Jack Morris won a ton of games because:
a) he was a pretty good pitcher
b) he spent most of his career on pretty good Tigers teams (including the 1984 WS winners) along with mercenary stop-overs on the WS-winning 91 Twins and the back-to-back champion Jays (he is inconsistently credited as winning the 93 WS in spite of not pitching in that post season after a terrible regular campaign)
c) He received a fairly strong amount of run support from those good teams
and
d) He generally pitched a ton of innings, leaving him in games for longer and giving him a greater chance of being the winning pitcher.
Basically all of his HOF candidacy and major modern plaudits rest on the fact that he won several world series and racked up a ton of wins. But this ignores that outside of that he was very good, but not that good. He was only an all-star 5 times. He never won a Cy Young nor finished higher than 3rd in the voting. His only times leading the AL in a major pitcher stat that wasn't wins/IP/starts were a year where he led qualified starters in walks and a year where he led in strikeouts (which was also the year he led in IP and batters faced and wasn't even his best year by K/9). If you look at Jack Morris' results based on individual performance he probably shouldn't have been a HOF pitcher. He didn't significantly prevent runs on his own (and the idea that he "pitched to the score" has been researched heavily and found lacking) and he was never the kind of dominating mound presence that's usually identified with HOF-caliber pitchers.

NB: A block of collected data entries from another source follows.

mod common;

use std::collections::HashSet;
use std::sync::Arc;

use axum::http::StatusCode;
use axum::routing::get;
use axum::Router;

use common::{offline_pipeline, serve, ScriptedLlm};
use policy_qa::answer::{AnswerError, RetryPolicy};
use policy_qa::pipeline::{IngestStage, QueryError, QueryRequest};
use policy_qa::progress::NoProgress;
use policy_qa_core::chunk::{chunk_document, ChunkParams, ChunkUnit};
use policy_qa_core::embedding::{EmbeddingModel, HashingEmbedder};
use policy_qa_core::error::{IndexError, LanguageModelError, RetrieveError};
use policy_qa_core::llm::ChatRole;
use policy_qa_core::models::{AnswerStatus, ConversationTurn, Document, SourceDescriptor, SourceKind};

const FEES_PAGE: &str = r#"<html><head><title>Fees</title></head><body>
<nav><a href="/">Home</a><a href="/fees">Fees</a></nav>
<main><p>Late submissions incur a 5% fee per day.</p></main>
<footer>Contact the registrar</footer></body></html>"#;

const GRADING_PAGE: &str = r#"<html><body><article>
<h1>Grading</h1><p>Letter grade A requires 85 marks or above.</p>
</article></body></html>"#;

async fn policy_site() -> String {
    let app = Router::new()
        .route("/fees", get(|| async { axum::response::Html(FEES_PAGE) }))
        .route("/grading", get(|| async { axum::response::Html(GRADING_PAGE) }))
        .route("/gone", get(|| async { StatusCode::NOT_FOUND }));
    serve(app).await
}

#[tokio::test]
async fn test_late_fee_question_is_grounded_and_cited() {
    let base = policy_site().await;
    let llm = ScriptedLlm::answering("Late submissions incur a 5% fee per day [1].");
    let pipeline = offline_pipeline(llm.clone());

    let fees_url = format!("{}/fees", base);
    let report = pipeline
        .refresh(
            &[
                SourceDescriptor::web(fees_url.clone()),
                SourceDescriptor::web(format!("{}/grading", base)),
            ],
            &NoProgress,
        )
        .await
        .unwrap();
    assert!(report.committed());
    assert_eq!(report.sources_loaded, 2);
    assert!(report.failures.is_empty());

    let passages = pipeline
        .retrieve("What is the late fee?", 3, 0.3)
        .await
        .unwrap();
    assert!(!passages.is_empty());
    assert_eq!(passages[0].source_uri, fees_url);
    assert!(passages.iter().all(|p| p.similarity_score >= 0.3));

    let result = pipeline
        .query(&QueryRequest {
            top_k: Some(3),
            similarity_threshold: Some(0.3),
            ..QueryRequest::new("What is the late fee?")
        })
        .await
        .unwrap();
    assert!(result.grounded);
    assert_eq!(result.status, AnswerStatus::Answered);
    assert!(result.citations.contains(&fees_url));
    assert_eq!(llm.calls(), 1);

    // Boilerplate never reaches the prompt.
    let system = &llm.last_messages()[0];
    assert_eq!(system.role, ChatRole::System);
    assert!(system.content.contains("5% fee per day"));
    assert!(!system.content.contains("Contact the registrar"));
}

#[tokio::test]
async fn test_unreachable_threshold_refuses_without_model_call() {
    let base = policy_site().await;
    let llm = ScriptedLlm::answering("should never be produced [1]");
    let pipeline = offline_pipeline(llm.clone());
    pipeline
        .refresh(&[SourceDescriptor::web(format!("{}/fees", base))], &NoProgress)
        .await
        .unwrap();

    let passages = pipeline
        .retrieve("What is the late fee?", 3, 1.1)
        .await
        .unwrap();
    assert!(passages.is_empty());

    let result = pipeline
        .query(&QueryRequest {
            similarity_threshold: Some(1.1),
            ..QueryRequest::new("What is the late fee?")
        })
        .await
        .unwrap();
    assert!(!result.grounded);
    assert_eq!(result.status, AnswerStatus::Refused);
    assert!(result.citations.is_empty());
    assert_eq!(llm.calls(), 0);
}

#[tokio::test]
async fn test_exhausted_retries_become_unavailable() {
    let base = policy_site().await;
    let llm = ScriptedLlm::new(vec![Err(LanguageModelError::Timeout)]);
    let pipeline = offline_pipeline(llm.clone()).with_retry_policy(RetryPolicy::immediate(2));
    pipeline
        .refresh(&[SourceDescriptor::web(format!("{}/fees", base))], &NoProgress)
        .await
        .unwrap();

    let request = QueryRequest::new("What is the late fee?");
    let result = pipeline.query(&request).await.unwrap();
    assert_eq!(result.status, AnswerStatus::Unavailable);
    assert!(!result.grounded);
    assert_eq!(llm.calls(), 3);

    // The lower-level call keeps the failure distinct and retryable.
    let passages = pipeline
        .retrieve("What is the late fee?", 3, 0.3)
        .await
        .unwrap();
    let err = pipeline
        .answer("What is the late fee?", &passages, &[])
        .await
        .unwrap_err();
    assert!(err.is_timeout());
    assert!(err.is_retryable());
}

#[tokio::test]
async fn test_rejected_request_is_an_error() {
    let base = policy_site().await;
    let llm = ScriptedLlm::new(vec![Err(LanguageModelError::NotConfigured(
        "no API key".into(),
    ))]);
    let pipeline = offline_pipeline(llm.clone());
    pipeline
        .refresh(&[SourceDescriptor::web(format!("{}/fees", base))], &NoProgress)
        .await
        .unwrap();

    let err = pipeline
        .query(&QueryRequest::new("What is the late fee?"))
        .await
        .unwrap_err();
    assert!(matches!(err, QueryError::Answer(AnswerError::Rejected(_))));
    assert_eq!(llm.calls(), 1);
}

#[tokio::test]
async fn test_history_is_bounded_in_prompt() {
    let base = policy_site().await;
    let llm = ScriptedLlm::answering("5% per day [1]");
    let pipeline = offline_pipeline(llm.clone());
    pipeline
        .refresh(&[SourceDescriptor::web(format!("{}/fees", base))], &NoProgress)
        .await
        .unwrap();

    let history: Vec<ConversationTurn> = (0..30)
        .map(|i| {
            if i % 2 == 0 {
                ConversationTurn::user(format!("question {}", i))
            } else {
                ConversationTurn::assistant(format!("answer {}", i))
            }
        })
        .collect();
    pipeline
        .query(&QueryRequest::new("What is the late fee?").with_history(history))
        .await
        .unwrap();

    let messages = llm.last_messages();
    // system + max_history (10) + current question
    assert_eq!(messages.len(), 12);
    assert_eq!(messages[1].content, "question 20");
    assert_eq!(messages[11].content, "What is the late fee?");
}

#[tokio::test]
async fn test_invalid_queries_rejected() {
    let pipeline = offline_pipeline(ScriptedLlm::answering("unused"));
    let err = pipeline
        .query(&QueryRequest::new("  ?  "))
        .await
        .unwrap_err();
    assert!(matches!(
        err,
        QueryError::Retrieve(RetrieveError::InvalidQuery(_))
    ));

    let err = pipeline
        .retrieve("late fee", 3, f32::NAN)
        .await
        .unwrap_err();
    assert!(matches!(err, RetrieveError::InvalidThreshold(_)));
}

#[tokio::test]
async fn test_partial_source_failure_is_reported() {
    let base = policy_site().await;
    let pipeline = offline_pipeline(ScriptedLlm::answering("unused"));
    let report = pipeline
        .refresh(
            &[
                SourceDescriptor::web(format!("{}/gone", base)),
                SourceDescriptor::pdf("/no/such/manual.pdf"),
                SourceDescriptor::web(format!("{}/fees", base)),
            ],
            &NoProgress,
        )
        .await
        .unwrap();

    assert!(report.committed());
    assert_eq!(report.sources_requested, 3);
    assert_eq!(report.sources_loaded, 1);
    assert_eq!(report.failures.len(), 2);
    assert!(report.failures.iter().all(|f| f.stage == IngestStage::Load));
    assert!(report.failures[0].location.ends_with("/gone"));
    assert_eq!(pipeline.index().len(), report.embedded);
}

#[tokio::test]
async fn test_failed_refresh_keeps_previous_index() {
    let base = policy_site().await;
    let pipeline = offline_pipeline(ScriptedLlm::answering("unused"));
    let first = pipeline
        .refresh(&[SourceDescriptor::web(format!("{}/fees", base))], &NoProgress)
        .await
        .unwrap();
    let before = pipeline.index().snapshot();

    let second = pipeline
        .refresh(&[SourceDescriptor::web(format!("{}/gone", base))], &NoProgress)
        .await
        .unwrap();
    assert!(!second.committed());
    assert_eq!(second.embedded, 0);

    let after = pipeline.index().snapshot();
    assert_eq!(after.generation(), first.generation.unwrap());
    assert!(Arc::ptr_eq(&before, &after));
}

#[tokio::test]
async fn test_concurrent_refresh_rejected() {
    let pipeline = offline_pipeline(ScriptedLlm::answering("unused"));
    let guard = pipeline.index().begin_rebuild().unwrap();
    let err = pipeline
        .refresh(&[SourceDescriptor::pdf("/no/such.pdf")], &NoProgress)
        .await
        .unwrap_err();
    assert_eq!(err, IndexError::RebuildInProgress);
    drop(guard);

    let report = pipeline
        .refresh(&[SourceDescriptor::pdf("/no/such.pdf")], &NoProgress)
        .await
        .unwrap();
    assert!(!report.committed());
}

#[tokio::test]
async fn test_duplicate_sources_are_ingested_once() {
    let base = policy_site().await;
    let pipeline = offline_pipeline(ScriptedLlm::answering("unused"));
    let url = format!("{}/fees", base);
    let report = pipeline
        .refresh(
            &[SourceDescriptor::web(url.clone()), SourceDescriptor::web(url)],
            &NoProgress,
        )
        .await
        .unwrap();
    assert!(report.committed());
    assert_eq!(report.documents, 1);
}

async fn corpus(prefix: &str, docs: usize) -> Vec<(policy_qa_core::models::Chunk, Vec<f32>)> {
    let embedder = HashingEmbedder::default();
    let params = ChunkParams::new(12, 3, ChunkUnit::Words).unwrap();
    let mut items = Vec::new();
    for d in 0..docs {
        let text = format!(
            "{} policy {} covers the late fee for assignments, the appeal deadline, \
             attendance rules, and the fee waiver process for semester {}",
            prefix, d, d
        );
        let doc = Document::new(format!("{}-{}.pdf", prefix, d), SourceKind::Pdf, Some(1), text);
        for chunk in chunk_document(&doc, &params) {
            let vector = embedder.embed(&chunk.text).await.unwrap();
            items.push((chunk, vector));
        }
    }
    items
}

#[tokio::test(flavor = "multi_thread", worker_threads = 4)]
async fn test_rebuild_during_concurrent_retrieves() {
    let pipeline = Arc::new(offline_pipeline(ScriptedLlm::answering("unused")));
    let old_items = corpus("old", 20).await;
    let new_items = corpus("new", 20).await;

    let old_ids: HashSet<String> = old_items.iter().map(|(c, _)| c.id.clone()).collect();
    let new_ids: HashSet<String> = new_items.iter().map(|(c, _)| c.id.clone()).collect();
    assert!(old_ids.is_disjoint(&new_ids));

    pipeline.index().rebuild(old_items).unwrap();

    let mut handles = Vec::new();
    for _ in 0..10 {
        let pipeline = Arc::clone(&pipeline);
        handles.push(tokio::spawn(async move {
            let mut results = Vec::new();
            for _ in 0..20 {
                let passages = pipeline
                    .retrieve("late fee appeal deadline", 50, 0.0)
                    .await
                    .unwrap();
                results.push(passages);
                tokio::task::yield_now().await;
            }
            results
        }));
    }

    let rebuilder = {
        let pipeline = Arc::clone(&pipeline);
        tokio::spawn(async move { pipeline.index().rebuild(new_items).unwrap() })
    };

    let generation = rebuilder.await.unwrap();
    assert_eq!(generation, 2);

    for handle in handles {
        for passages in handle.await.unwrap() {
            assert!(!passages.is_empty());
            let all_old = passages.iter().all(|p| old_ids.contains(&p.chunk_id));
            let all_new = passages.iter().all(|p| new_ids.contains(&p.chunk_id));
            assert!(all_old || all_new, "result mixed two index generations");
        }
    }

    let passages = pipeline
        .retrieve("late fee appeal deadline", 50, 0.0)
        .await
        .unwrap();
    assert!(passages.iter().all(|p| new_ids.contains(&p.chunk_id)));
}

#[tokio::test]
async fn test_streaming_query_delivers_answer_and_refuses_silently() {
    let base = policy_site().await;
    let llm = ScriptedLlm::answering("Late submissions incur a 5% fee per day [1].");
    let pipeline = offline_pipeline(llm.clone());
    let fees_url = format!("{}/fees", base);
    pipeline
        .refresh(&[SourceDescriptor::web(fees_url.clone())], &NoProgress)
        .await
        .unwrap();

    let mut streamed = String::new();
    let result = pipeline
        .query_streaming(&QueryRequest::new("What is the late fee?"), &mut |d: &str| {
            streamed.push_str(d)
        })
        .await
        .unwrap();
    assert_eq!(result.status, AnswerStatus::Answered);
    assert!(result.grounded);
    assert!(result.citations.contains(&fees_url));
    assert_eq!(streamed, result.text);
    assert_eq!(llm.calls(), 1);

    let mut streamed = String::new();
    let refused = pipeline
        .query_streaming(
            &QueryRequest {
                similarity_threshold: Some(1.1),
                ..QueryRequest::new("What is the late fee?")
            },
            &mut |d: &str| streamed.push_str(d),
        )
        .await
        .unwrap();
    assert_eq!(refused.status, AnswerStatus::Refused);
    assert!(streamed.is_empty());
    assert_eq!(llm.calls(), 1);
}

#[tokio::test]
async fn test_markup_in_query_is_rejected_before_retrieval() {
    let llm = ScriptedLlm::answering("unused [1]");
    let pipeline = offline_pipeline(llm.clone());
    let err = pipeline
        .query(&QueryRequest::new("late fee <script>alert(1)</script>"))
        .await
        .unwrap_err();
    assert!(matches!(
        err,
        QueryError::Retrieve(RetrieveError::InvalidQuery(_))
    ));
    assert_eq!(llm.calls(), 0);
}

Heck, it's been pointed out that his HOF case sort of initially limped along, getting decent voting traction but never threatening the admissions threshold until he and Bert Blyleven became the pitcher flashpoint in the sabermetrics debate. With Blyleven identified as the pitcher emblematic of the limitations of traditional stats and whose career was grossly overlooked because he didn't rack up wins or WS victories, Morris became the traditionalist rallying point, hyping up his gritty, gamer, intangibles-laden nature and spinning the narrative of him as this magic victory totem who breathed in oxygen and exhaled winning in concentrated form. when the SABR war hit its early peak, Morris' HOF vote totals rose, buoyed by curmudgeonly writers who were going to put a "real" pitcher in the HOF over spreadsheet nerd hero Blyleven and his non-winning ways.
Honestly, a reasonable case can be made that Dave Stieb was a better pitcher than Jack Morris, he simply had the poor fortune to play for some garbage Jays squads in the 80s and see his career fizzle out due to injury. But because he didn't put up gaudy win totals or trudge through a slow decline phase where he continued to accrue IP and counting stats, he was one-and-done on the HOF ballot while Morris got himself within a hair's breadth of induction on vote totals before he aged out and was subsequently put in by one of the small standing committees that do special inclusions (including stupid special inclusions like Harold freaking Baines)
The point of that last paragraph is that most people probably wouldn't make a super strong case for Stieb in the HOF. He's probably considered mid to upper echelon "hall of the very good". And yet there's less that separates him from Jack Morris than separates Morris from his now-contemporaries in the hall.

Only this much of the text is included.